● WHAT YOU SHOULD DO
How many lines in the records below contain the word "ParseError"? State that number and nothing more.

Records drawn from a dataset:
..............................

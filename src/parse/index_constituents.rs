use bytes::Bytes;
use polars::prelude::{DataFrame, DataType, IntoLazy, SchemaRef, df, lit};
use serde::Deserialize;
use strum::{Display, EnumString, IntoStaticStr};

use crate::{
    error::{DataError, MandiResult, ParseError},
    parse::{
        ParseContext, SourceParser, conform_to_schema, days_since_epoch, envelope_literals,
        partition_literals,
    },
    schema::{CanonicalCol, event_id, index_constituent_schema},
};

/// Membership change recorded for one (index, symbol, date).
#[derive(
    Debug, Clone, Copy, PartialEq, Eq, Default, Display, EnumString, IntoStaticStr,
)]
#[strum(serialize_all = "SCREAMING_SNAKE_CASE")]
pub enum ConstituentAction {
    Add,
    Remove,
    #[default]
    Rebalance,
}

/// Parser for the NSE index-constituent JSON feed.
///
/// The payload's `data` list mixes the index aggregate row with its
/// members; only listed equity series (`EQ`, `BE`) survive. One event
/// is emitted per (index_name, symbol, effective_date).
pub struct IndexConstituentParser {
    pub action: ConstituentAction,
}

impl Default for IndexConstituentParser {
    fn default() -> Self {
        Self {
            action: ConstituentAction::Rebalance,
        }
    }
}

const RETAINED_SERIES: [&str; 2] = ["EQ", "BE"];

#[derive(Debug, Deserialize)]
struct Payload {
    #[serde(default)]
    name: Option<String>,
    data: Vec<Constituent>,
}

#[derive(Debug, Deserialize)]
struct Constituent {
    symbol: String,
    #[serde(default)]
    series: Option<String>,
    #[serde(default)]
    meta: Option<Meta>,
}

#[derive(Debug, Deserialize)]
struct Meta {
    #[serde(default)]
    isin: Option<String>,
    #[serde(rename = "companyName", default)]
    company_name: Option<String>,
}

impl SourceParser for IndexConstituentParser {
    fn declared_schema(&self) -> SchemaRef {
        index_constituent_schema()
    }

    #[tracing::instrument(skip_all, fields(trade_date = %ctx.trade_date))]
    fn parse(&self, raw: &Bytes, ctx: &ParseContext) -> MandiResult<DataFrame> {
        let payload: Payload =
            serde_json::from_slice(raw).map_err(|e| ParseError::MalformedPayload {
                source_name: ctx.source.to_string(),
                msg: e.to_string(),
            })?;

        let index_name = ctx
            .index
            .clone()
            .or(payload.name)
            .ok_or_else(|| ParseError::MalformedPayload {
                source_name: ctx.source.to_string(),
                msg: "no index name in params or payload".to_string(),
            })?;

        let action = self.action.to_string();
        let mut event_ids = Vec::new();
        let mut entity_ids = Vec::new();
        let mut symbols = Vec::new();
        let mut series_col = Vec::new();
        let mut isins: Vec<Option<String>> = Vec::new();

        for item in &payload.data {
            let Some(series) = item.series.as_deref() else {
                continue;
            };
            if !RETAINED_SERIES.contains(&series) || item.symbol.is_empty() {
                continue;
            }

            let business_key = format!("{index_name}:{}", item.symbol);
            event_ids.push(event_id(ctx.source.as_str(), ctx.trade_date, &business_key));
            entity_ids.push(format!("{}:{index_name}:NSE", item.symbol));
            symbols.push(item.symbol.clone());
            series_col.push(series.to_string());
            isins.push(item.meta.as_ref().and_then(|m| m.isin.clone()));
        }

        tracing::info!(
            index = %index_name,
            members = symbols.len(),
            total = payload.data.len(),
            "index_constituents_parsed"
        );

        let df = df! {
            CanonicalCol::EventId.as_str() => event_ids,
            CanonicalCol::EntityId.as_str() => entity_ids,
            CanonicalCol::Symbol.as_str() => symbols,
            CanonicalCol::Series.as_str() => series_col,
            CanonicalCol::Isin.as_str() => isins,
        }
        .map_err(|e| DataError::Frame(e.to_string()))?;

        let df = df
            .lazy()
            .with_columns(envelope_literals(ctx))
            .with_columns([
                lit(index_name.as_str()).alias(CanonicalCol::IndexName.name()),
                lit(action.as_str()).alias(CanonicalCol::Action.name()),
                lit(days_since_epoch(ctx.trade_date))
                    .cast(DataType::Date)
                    .alias(CanonicalCol::EffectiveDate.name()),
            ])
            .with_columns(partition_literals(ctx.trade_date))
            .collect()
            .map_err(|e| DataError::Frame(e.to_string()))?;

        conform_to_schema(df, &self.declared_schema())
    }
}

#[cfg(test)]
mod tests {
    use chrono::NaiveDate;

    use super::*;
    use crate::fetch::Source;

    fn ctx() -> ParseContext {
        ParseContext::new(
            Source::NseIndexConstituent,
            NaiveDate::from_ymd_opt(2024, 1, 15).expect("date"),
        )
        .with_index("NIFTY 50")
    }

    fn fixture_json() -> String {
        r#"{
            "name": "NIFTY 50",
            "data": [
                {"symbol": "NIFTY 50", "series": null, "meta": null},
                {"symbol": "RELIANCE", "series": "EQ",
                 "meta": {"isin": "INE002A01018", "companyName": "Reliance Industries"}},
                {"symbol": "TCS", "series": "EQ",
                 "meta": {"isin": "INE467B01029", "companyName": "Tata Consultancy"}},
                {"symbol": "SOMEBOND", "series": "GB", "meta": {"isin": "INE000000001"}}
            ]
        }"#
        .to_string()
    }

    #[test]
    fn retains_only_listed_equity_series() {
        let df = IndexConstituentParser::default()
            .parse(&Bytes::from(fixture_json()), &ctx())
            .expect("parse succeeds");

        assert_eq!(df.height(), 2);
        let series = df
            .column("series")
            .and_then(|c| c.str().cloned())
            .expect("series column");
        assert!(series.iter().all(|s| s == Some("EQ")));

        let action = df
            .column("action")
            .and_then(|c| c.str().cloned())
            .expect("action column");
        assert!(action.iter().all(|a| a == Some("REBALANCE")));
    }

    #[test]
    fn malformed_json_is_fatal() {
        let err = IndexConstituentParser::default()
            .parse(&Bytes::from("{broken".to_string()), &ctx())
            .expect_err("must fail");
        assert!(!err.is_retryable());
    }
}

..............................

● RESPONSE BOX
3